アメリカでは里親制度が充実していて、身寄りのない子どもたちが里親たちに引き取られている。もちろんこういう制度には良い面もあるが(実際そういうケースを耳にしたことがある)、一方で子どもをペットのように売買するような実態がある。このドキュメンタリーでも紹介されていたが、里親に引き取ってもらおうと懸命にアピールする子どもたちの様子は痛ましい。里親の方も可愛い子どもを欲しがっていたりして、子どもが意に沿わないと売りに出し新たな里親を求めるみたいなことも行われている。そこには金銭のやりとりがあるわけで、しかもインターネット上で行われていたりして、オークションのペット市場みたいな趣すらある。

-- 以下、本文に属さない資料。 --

// crates/api-probe-runners/src/lib.rs
// ============================================================================
// Module: api-probe Runners
// Description: Collection runners for the api-probe run pipeline.
// Purpose: Execute Postman collections and report newman-shaped summaries.
// Dependencies: api-probe-core, reqwest, serde, tempfile, thiserror, tokio
// ============================================================================

//! ## Overview
//! Implementations of the core [`api_probe_core::CollectionRunner`] trait:
//! [`NewmanRunner`] drives the newman command-line tool as a child process,
//! and [`NativeRunner`] sends the collection's requests itself.

// ============================================================================
// SECTION: Modules
// ============================================================================

pub mod native;
pub mod newman;
pub mod postman;

// ============================================================================
// SECTION: Re-Exports
// ============================================================================

pub use native::NativeRunner;
pub use native::NativeRunnerConfig;
pub use newman::NewmanRunner;
pub use newman::NewmanRunnerConfig;
pub use postman::PostmanItem;
pub use postman::PostmanParseError;
pub use postman::flatten_items;
pub use postman::substitute_variables;
/// The rule dispatch engine.
///
/// One instance serves one logical thread of control: runs are strictly
/// sequential, and listeners run to completion before the next event
/// fires. Callers needing parallelism use one engine per concurrent run;
/// the engine is cheap to construct, and a [`SourceCode`] can be shared
/// read-only between engines.
pub struct Linter {
    parser: Option<Box<dyn Parser>>,
    rules: HashMap<String, Box<dyn Rule>>,
    listeners: HashMap<Event, Vec<RegisteredListener>>,
    source_code: Option<Arc<SourceCode>>,
    filename: Option<String>,
}

impl Default for Linter {
    fn default() -> Self {
        Self::new()
    }
}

子どもが何とか無事に里親に引き取られた場合でも、中には子どもに対して性的虐待を行う(あるいはその目的で子どもを引き取る)ろくでなしまでいるわけで、里親制度を手放しで称揚するわけには行かないことがわかる。このドキュメンタリーでは、里親制度の問題性をひたすら追求していて、見ている方もそれに疑問を感じるが、一方でうまく行ったケースも紹介されている。うまく行ったというより、理解のある里親が、性的虐待の里親から子どもを救い出して自分の養子にしたというケースで、ちょっと特殊ではあるが、里親制度を一方的に悪く捉えるのは必ずしも適切ではないことがわかる。だが少なくとも何らかの対策が必要なのは明らかで、そのあたりがこのドキュメンタリーの主張である。いずれにしても病んでいるアメリカ社会の実態をうまく伝えていると感じた。